Newspaper in Bloomington, Indiana

The Herald-Times is a daily newspaper serving Bloomington, Indiana, United States, and surrounding areas. The newspaper won the Blue Ribbon Daily award in 1975, 1984 2007, and 2014, naming it the best daily newspaper in the state of Indiana in those years. The newspaper is currently owned by newspaper conglomerate USA Today Co.

==History==
The newspaper is the current incarnation of a business started in 1877, the Bloomington Telephone, named for the new invention. In 1943, the Telephone merged with the Evening World to become the Bloomington World-Telephone. Another paper, the Bloomington Daily Herald, was started in 1947 and three years later those papers merged into the Daily Herald-Telephone.
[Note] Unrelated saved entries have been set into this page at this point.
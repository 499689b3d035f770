//! This crate provides the core of the Outpost SDK: the [`Hub`] and
//! [`Scope`] context model, the [`Client`] event pipeline and the
//! [`BatchEmitter`] every outbound channel is built on.
//!
//! `outpost-core` is meant for integration authors and library authors that
//! want to instrument their code.  Applications should use the [`outpost`]
//! crate instead, which comes with an HTTP transport, environment defaults
//! and a panic integration.
//!
//! # Core Concepts
//!
//! Captures go through the [`Hub`] bound to the current thread.  The hub
//! holds a stack of [`Scope`]s carrying contextual data, and a [`Client`]
//! which filters, samples and hands items to a [`Transport`].  Extension
//! points are the [`Integration`], [`Transport`] and [`TransportFactory`]
//! traits.
//!
//! # Parallelism, Concurrency and Async
//!
//! The main concurrency primitive is the [`Hub`]. In general, all concurrent
//! code, no matter if multithreaded parallelism or futures concurrency, needs
//! to run with its own copy of a [`Hub`]. Even though the [`Hub`] is internally
//! synchronized, using it concurrently may lead to unexpected results.
//!
//! For threads or tasks that are running concurrently or outlive the current
//! execution context, a new [`Hub`] needs to be created and bound for the computation.
//!
//! ```rust
//! # let rt = tokio::runtime::Builder::new_current_thread().build().unwrap();
//! # rt.block_on(async {
//! use outpost_core::{Hub, OutpostFutureExt};
//! use std::sync::Arc;
//!
//! // Spawned thread that is being joined:
//! let hub = Arc::new(Hub::new_from_top(Hub::current()));
//! let result = std::thread::spawn(move || Hub::run(hub, || 1_u32)).join();
//! assert_eq!(result.unwrap(), 1);
//!
//! // Future bound to its own hub:
//! let hub = Arc::new(Hub::new_from_top(Hub::current()));
//! let result = async { 1_u32 }.bind_hub(hub).await;
//! assert_eq!(result, 1);
//! # });
//! ```
//!
//! # Features
//!
//! - `feature = "test"`: Activates the [`test`] module, which can be used to
//!   write integration tests. It comes with a test transport which can capture
//!   all sent envelopes for inspection.
//!
//! [`outpost`]: https://crates.io/crates/outpost
//! [`test`]: test/index.html

#![warn(missing_docs)]

// macros; these need to be first to be used by other modules
#[macro_use]
mod macros;

mod api;
mod backtrace_support;
mod breadcrumbs;
mod client;
mod clientoptions;
mod constants;
mod emitter;
mod error;
mod futures;
mod hub;
mod hub_impl;
mod integration;
mod intodsn;
#[doc(hidden)]
pub mod logger;
mod metrics;
mod performance;
mod recover;
mod sampler;
mod scope;
mod transport;

// public api or exports from this crate
pub use crate::api::*;
pub use crate::backtrace_support::{
    current_stacktrace, function_starts_with, parse_type_from_debug, strip_symbol,
    trim_stacktrace,
};
pub use crate::breadcrumbs::IntoBreadcrumbs;
pub use crate::client::{Client, EventHint};
pub use crate::clientoptions::{
    BeforeCallback, BeforeSendCallback, ClientOptions, ConfigError, IntoClientOptions,
    TracesSampler,
};
pub use crate::constants::{SDK_NAME, VERSION};
pub use crate::emitter::{BatchConfig, BatchEmitter, FlushCallback, QueueFullPolicy};
pub use crate::error::{capture_error, event_from_error};
pub use crate::futures::{OutpostFuture, OutpostFutureExt};
pub use crate::hub::Hub;
pub use crate::hub_impl::SwitchGuard;
pub use crate::integration::Integration;
#[doc(hidden)]
pub use crate::integration::AsAny;
pub use crate::intodsn::IntoDsn;
pub use crate::metrics::{metrics_count, metrics_distribution, metrics_gauge, MetricOptions};
pub use crate::performance::*;
pub use crate::recover::{
    event_from_panic_message, is_inside_recover_boundary, panic_message, stash_panic_stacktrace,
};
pub use crate::sampler::{sample_should_send, SamplingContext};
pub use crate::scope::{EventProcessor, Scope, ScopeGuard};
pub use crate::transport::{Transport, TransportFactory};

// test utilities
#[cfg(any(test, feature = "test"))]
pub mod test;

// public api from other crates
#[doc(inline)]
pub use outpost_types as types;
pub use outpost_types::protocol;
pub use outpost_types::protocol::{Breadcrumb, Envelope, Level, User};

#[doc(hidden)]
pub use tracing as __tracing;
impl SentryTrace {
    /// Creates a new trace header value.
    pub fn new(trace_id: TraceId, span_id: SpanId, sampled: Option<bool>) -> Self {
        SentryTrace {
            trace_id,
            span_id,
            sampled,
        }
    }

    /// The trace id.
    pub fn trace_id(&self) -> TraceId {
        self.trace_id
    }

    /// The id of the span that propagated the trace.
    pub fn span_id(&self) -> SpanId {
        self.span_id
    }

    /// The upstream sampling decision, if one was made.
    pub fn sampled(&self) -> Option<bool> {
        self.sampled
    }
}

/// Raised when a `sentry-trace` header is malformed.
#[derive(Debug, thiserror::Error)]
#[error("invalid sentry-trace header")]
pub struct ParseSentryTraceError;

impl FromStr for SentryTrace {
    type Err = ParseSentryTraceError;

    fn from_str(header: &str) -> Result<Self, Self::Err> {
        let mut parts = header.trim().splitn(3, '-');

        let trace_id = parts
            .next()
            .and_then(|s| s.parse().ok())
            .ok_or(ParseSentryTraceError)?;
        let span_id = parts
            .next()
            .and_then(|s| s.parse().ok())
            .ok_or(ParseSentryTraceError)?;
        let sampled = parts.next().and_then(|sampled| match sampled {
            "1" => Some(true),
            "0" => Some(false),
            _ => None,
        });

        Ok(SentryTrace::new(trace_id, span_id, sampled))
    }
}

impl fmt::Display for SentryTrace {
    fn fmt(&self, f: &mut fmt::Formatter<'_>) -> fmt::Result {
        write!(f, "{}-{}", self.trace_id, self.span_id)?;
        if let Some(sampled) = self.sampled {
            write!(f, "-{}", if sampled { '1' } else { '0' })?;
        }
        Ok(())
    }
}

#[cfg(test)]
mod tests {
    use super::*;

    #[test]
    fn parses_sentry_trace() {
        let trace_id = TraceId::from_str("09e04486820349518ac7b5d2adbf6ba5").unwrap();
        let parent_span_id = SpanId::from_str("9cf635fa5b870b3a").unwrap();

        let trace: SentryTrace = "09e04486820349518ac7b5d2adbf6ba5-9cf635fa5b870b3a-0"
            .parse()
            .unwrap();
        assert_eq!(trace, SentryTrace::new(trace_id, parent_span_id, Some(false)));

        let trace = SentryTrace::default();
        let parsed: SentryTrace = trace.to_string().parse().unwrap();
        assert_eq!(parsed, trace);

        assert!("garbage".parse::<SentryTrace>().is_err());
    }

    #[test]
    fn disabled_forwards_trace_id() {
        let headers = [(
            "SenTrY-TRAce",
            "09e04486820349518ac7b5d2adbf6ba5-9cf635fa5b870b3a-1",
        )];
        let ctx = TransactionContext::continue_from_headers("noop", "noop", headers);
        let trx = start_transaction(ctx);

        let span = trx.start_child("noop", "noop");

        let header = span.iter_headers().next().unwrap().1;
        let parsed: SentryTrace = header.parse().unwrap();

        assert_eq!(
            &parsed.trace_id().to_string(),
            "09e04486820349518ac7b5d2adbf6ba5"
        );
        assert_eq!(parsed.sampled(), Some(true));
    }

    #[test]
    fn children_inherit_sampling() {
        let mut ctx = TransactionContext::new("root", "op");
        ctx.set_sampled(false);
        let trx = start_transaction(ctx);
        let child = trx.start_child("child", "");
        let grandchild = child.start_child("grandchild", "");
        assert!(!trx.is_sampled());
        assert!(!child.is_sampled());
        assert!(!grandchild.is_sampled());
        assert_eq!(grandchild.get_parent_span_id(), Some(child.get_span_id()));
        assert_eq!(grandchild.get_trace_id(), trx.get_trace_context().trace_id);
    }
}
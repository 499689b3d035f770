use std::borrow::Cow;

use crate::types::{Dsn, ParseDsnError};

/// Helper trait to convert a string into an `Option<Dsn>`.
///
/// The empty string and `None` yield no DSN, which leaves the client disabled.
pub trait IntoDsn {
    /// Converts the value into a `Result<Option<Dsn>, E>`.
    fn into_dsn(self) -> Result<Option<Dsn>, ParseDsnError>;
}

impl<I: IntoDsn> IntoDsn for Option<I> {
    fn into_dsn(self) -> Result<Option<Dsn>, ParseDsnError> {
        self.map_or(Ok(None), IntoDsn::into_dsn)
    }
}

impl IntoDsn for () {
    fn into_dsn(self) -> Result<Option<Dsn>, ParseDsnError> {
        Ok(None)
    }
}

impl IntoDsn for &'_ str {
    fn into_dsn(self) -> Result<Option<Dsn>, ParseDsnError> {
        match self.trim() {
            "" => Ok(None),
            dsn => dsn.parse().map(Some),
        }
    }
}

impl IntoDsn for Cow<'_, str> {
    fn into_dsn(self) -> Result<Option<Dsn>, ParseDsnError> {
        self.as_ref().into_dsn()
    }
}

impl IntoDsn for String {
    fn into_dsn(self) -> Result<Option<Dsn>, ParseDsnError> {
        self.as_str().into_dsn()
    }
}

impl IntoDsn for &'_ Dsn {
    fn into_dsn(self) -> Result<Option<Dsn>, ParseDsnError> {
        Ok(Some(self.clone()))
    }
}

impl IntoDsn for Dsn {
    fn into_dsn(self) -> Result<Option<Dsn>, ParseDsnError> {
        Ok(Some(self))
    }
}
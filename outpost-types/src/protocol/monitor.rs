use serde::{Deserialize, Serialize};
use uuid::Uuid;

/// The status of a monitor check-in.
#[derive(Serialize, Deserialize, Debug, Copy, Clone, PartialEq, Eq, Hash)]
#[serde(rename_all = "snake_case")]
pub enum CheckInStatus {
    /// The job started.
    InProgress,
    /// The job finished successfully.
    Ok,
    /// The job failed.
    Error,
}

/// The unit of an interval schedule.
#[derive(Serialize, Deserialize, Debug, Copy, Clone, PartialEq, Eq, Hash)]
#[serde(rename_all = "lowercase")]
pub enum IntervalUnit {
    /// Minutes.
    Minute,
    /// Hours.
    Hour,
    /// Days.
    Day,
    /// Weeks.
    Week,
    /// Months.
    Month,
    /// Years.
    Year,
}

/// The schedule a monitor is expected to run on.
#[derive(Serialize, Deserialize, Debug, Clone, PartialEq, Eq)]
#[serde(tag = "type", rename_all = "lowercase")]
pub enum MonitorSchedule {
    /// A crontab expression, e.g. `0 * * * *`.
    Crontab {
        /// The crontab expression.
        value: String,
    },
    /// A fixed interval.
    Interval {
        /// The number of units between runs.
        value: u64,
        /// The unit of `value`.
        unit: IntervalUnit,
    },
}

/// Upserts a monitor together with a check-in.
#[derive(Serialize, Deserialize, Debug, Clone, PartialEq, Eq)]
pub struct MonitorConfig {
    /// The expected schedule.
    pub schedule: MonitorSchedule,
    /// Minutes after the expected time a check-in is considered missed.
    #[serde(default, skip_serializing_if = "Option::is_none")]
    pub checkin_margin: Option<u64>,
    /// Minutes a job may run before it is considered failed.
    #[serde(default, skip_serializing_if = "Option::is_none")]
    pub max_runtime: Option<u64>,
    /// The tz database name the schedule is expressed in.
    #[serde(default, skip_serializing_if = "Option::is_none")]
    pub timezone: Option<String>,
}

/// A monitor check-in.
#[derive(Serialize, Deserialize, Debug, Clone, PartialEq)]
pub struct CheckIn {
    /// The check-in id; reuse the id of an `InProgress` check-in to finish it.
    #[serde(serialize_with = "serialize_id")]
    pub check_in_id: Uuid,
    /// The monitor slug.
    pub monitor_slug: String,
    /// The status of the job.
    pub status: CheckInStatus,
    /// The environment the job ran in.
    #[serde(default, skip_serializing_if = "Option::is_none")]
    pub environment: Option<String>,
    /// The duration of the job in seconds.
    #[serde(default, skip_serializing_if = "Option::is_none")]
    pub duration: Option<f64>,
    /// Optional monitor configuration to upsert.
    #[serde(default, skip_serializing_if = "Option::is_none")]
    pub monitor_config: Option<MonitorConfig>,
}

fn serialize_id<S: serde::Serializer>(uuid: &Uuid, serializer: S) -> Result<S::Ok, S::Error> {
    serializer.collect_str(&uuid.as_simple())
}

impl CheckIn {
    /// Creates a check-in with a fresh id.
    pub fn new(monitor_slug: impl Into<String>, status: CheckInStatus) -> CheckIn {
        CheckIn {
            check_in_id: crate::random_uuid(),
            monitor_slug: monitor_slug.into(),
            status,
            environment: None,
            duration: None,
            monitor_config: None,
        }
    }
}
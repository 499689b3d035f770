use std::borrow::Cow;
use std::env;
use std::sync::Arc;

use crate::transports::DefaultTransportFactory;
use crate::types::Dsn;
use crate::ClientOptions;

/// Apply default client options.
///
/// Extends the given `ClientOptions` with default options such as a default
/// transport, a set of default integrations if not requested otherwise, and
/// also sets the `dsn`, `release`, `environment`, and proxy settings based on
/// environment variables.
///
/// When the `default_integrations` option is set to `true` (by default), the
/// following integrations will be added *before* any manually defined
/// integrations, depending on enabled feature flags:
///
/// 1. [`PanicIntegration`] (`feature = "panic"`)
///
/// [`PanicIntegration`]: integrations/panic/struct.PanicIntegration.html
///
/// # Examples
/// ```
/// std::env::set_var("OUTPOST_RELEASE", "release-from-env");
///
/// let options = outpost::ClientOptions::default();
/// assert_eq!(options.release, None);
/// assert!(options.transport.is_none());
///
/// let options = outpost::apply_defaults(options);
/// assert_eq!(options.release, Some("release-from-env".into()));
/// assert!(options.transport.is_some());
/// ```
pub fn apply_defaults(mut opts: ClientOptions) -> ClientOptions {
    if opts.transport.is_none() {
        opts.transport = Some(Arc::new(DefaultTransportFactory));
    }
    if opts.default_integrations {
        // default integrations need to be ordered *before* custom integrations,
        // since they also process events in order
        let mut integrations: Vec<Arc<dyn crate::Integration>> = vec![];
        #[cfg(feature = "panic")]
        {
            integrations.push(Arc::new(
                crate::integrations::panic::PanicIntegration::default(),
            ));
        }
        integrations.extend(opts.integrations);
        opts.integrations = integrations;
    }
    if opts.dsn.is_none() {
        opts.dsn = env::var("OUTPOST_DSN")
            .ok()
            .and_then(|dsn| dsn.parse::<Dsn>().ok());
    }
    if opts.release.is_none() {
        opts.release = env::var("OUTPOST_RELEASE").ok().map(Cow::Owned);
    }
    if opts.environment.is_none() {
        opts.environment = env::var("OUTPOST_ENVIRONMENT")
            .ok()
            .map(Cow::Owned)
            .or_else(|| {
                Some(Cow::Borrowed(if cfg!(debug_assertions) {
                    "debug"
                } else {
                    "release"
                }))
            });
    }
    if opts.server_name.is_none() {
        opts.server_name = server_name().map(Cow::Owned);
    }
    if opts.http_proxy.is_none() {
        opts.http_proxy = env::var("HTTP_PROXY")
            .ok()
            .map(Cow::Owned)
            .or_else(|| env::var("http_proxy").ok().map(Cow::Owned));
    }
    if opts.https_proxy.is_none() {
        opts.https_proxy = env::var("HTTPS_PROXY")
            .ok()
            .map(Cow::Owned)
            .or_else(|| env::var("https_proxy").ok().map(Cow::Owned))
            .or_else(|| opts.http_proxy.clone());
    }
    opts
}

fn server_name() -> Option<String> {
    ["HOSTNAME", "COMPUTERNAME"]
        .iter()
        .find_map(|key| env::var(key).ok())
        .filter(|name| !name.is_empty())
}

#[cfg(test)]
mod tests {
    use super::*;

    #[test]
    fn test_explicit_values_win() {
        let options = apply_defaults(ClientOptions {
            release: Some("explicit".into()),
            environment: Some("staging".into()),
            default_integrations: false,
            ..Default::default()
        });
        assert_eq!(options.release.as_deref(), Some("explicit"));
        assert_eq!(options.environment.as_deref(), Some("staging"));
        assert!(options.integrations.is_empty());
    }

    #[cfg(feature = "panic")]
    #[test]
    fn test_default_integrations_come_first() {
        struct Custom;
        impl crate::Integration for Custom {}

        let options = apply_defaults(ClientOptions::default().add_integration(Custom));
        let names: Vec<_> = options.integrations.iter().map(|i| i.name()).collect();
        assert_eq!(names.first(), Some(&"panic"));
        assert_eq!(names.len(), 2);
    }
}
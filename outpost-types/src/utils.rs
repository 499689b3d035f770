use std::time::{Duration, SystemTime};

/// Converts a `SystemTime` object into a float timestamp.
pub fn datetime_to_timestamp(st: &SystemTime) -> f64 {
    match st.duration_since(SystemTime::UNIX_EPOCH) {
        Ok(duration) => duration.as_secs_f64(),
        Err(_) => 0.0,
    }
}

pub fn timestamp_to_datetime(ts: f64) -> Option<SystemTime> {
    if !ts.is_finite() || ts < 0.0 {
        return None;
    }
    SystemTime::UNIX_EPOCH.checked_add(Duration::from_secs_f64(ts))
}

pub mod ts_seconds_float {
    use std::fmt;

    use serde::{de, ser};

    use super::*;

    pub fn deserialize<'de, D>(d: D) -> Result<SystemTime, D::Error>
    where
        D: de::Deserializer<'de>,
    {
        d.deserialize_any(SecondsTimestampVisitor)
    }

    pub fn serialize<S>(st: &SystemTime, serializer: S) -> Result<S::Ok, S::Error>
    where
        S: ser::Serializer,
    {
        match st.duration_since(SystemTime::UNIX_EPOCH) {
            Ok(duration) => {
                if duration.subsec_nanos() == 0 {
                    serializer.serialize_u64(duration.as_secs())
                } else {
                    serializer.serialize_f64(duration.as_secs_f64())
                }
            }
            Err(_) => Err(ser::Error::custom(format!(
                "invalid `SystemTime` instance: {st:?}"
            ))),
        }
    }

    struct SecondsTimestampVisitor;

    impl de::Visitor<'_> for SecondsTimestampVisitor {
        type Value = SystemTime;

        fn expecting(&self, formatter: &mut fmt::Formatter) -> fmt::Result {
            write!(formatter, "a unix timestamp")
        }

        fn visit_f64<E>(self, value: f64) -> Result<SystemTime, E>
        where
            E: de::Error,
        {
            timestamp_to_datetime(value)
                .ok_or_else(|| E::custom(format!("invalid timestamp: {value}")))
        }

        fn visit_u64<E>(self, value: u64) -> Result<SystemTime, E>
        where
            E: de::Error,
        {
            SystemTime::UNIX_EPOCH
                .checked_add(Duration::from_secs(value))
                .ok_or_else(|| E::custom(format!("invalid timestamp: {value}")))
        }

        fn visit_i64<E>(self, value: i64) -> Result<SystemTime, E>
        where
            E: de::Error,
        {
            let value = u64::try_from(value).map_err(|e| E::custom(format!("{e}")))?;
            self.visit_u64(value)
        }
    }
}

pub mod ts_seconds_float_opt {
    use serde::{de, ser, Deserialize};

    use super::*;

    pub fn deserialize<'de, D>(d: D) -> Result<Option<SystemTime>, D::Error>
    where
        D: de::Deserializer<'de>,
    {
        Option::<f64>::deserialize(d).map(|ts| ts.and_then(timestamp_to_datetime))
    }

    pub fn serialize<S>(st: &Option<SystemTime>, serializer: S) -> Result<S::Ok, S::Error>
    where
        S: ser::Serializer,
    {
        match st {
            Some(st) => ts_seconds_float::serialize(st, serializer),
            None => serializer.serialize_none(),
        }
    }
}

#[cfg(test)]
mod tests {
    use super::*;

    #[test]
    fn test_timestamp_conversion() {
        let st = SystemTime::UNIX_EPOCH + Duration::from_millis(1_500);
        assert_eq!(datetime_to_timestamp(&st), 1.5);
        assert_eq!(timestamp_to_datetime(1.5), Some(st));
        assert_eq!(timestamp_to_datetime(-1.0), None);
    }
}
In 1966, the Schurz family, via their company Schurz Communications, acquired the newspaper from Dagmar Riley. Scott C. Schurz served as its publisher and chief editor from 1966 to 2002. The word Daily was dropped in 1977 and the name changed to the Herald-Times in 1989 while the newspaper switched from an evening publication to a morning publication.

Starting in 1966, the newspaper produced a joint Sunday-only publication with its sister newspaper, the Times-Mail, in neighboring Bedford called the Sunday Herald-Times that was distributed to the expanded readership of both communities. In 2001, the name of the Sunday newspaper was changed to the Hoosier Times and distributed to a much larger area.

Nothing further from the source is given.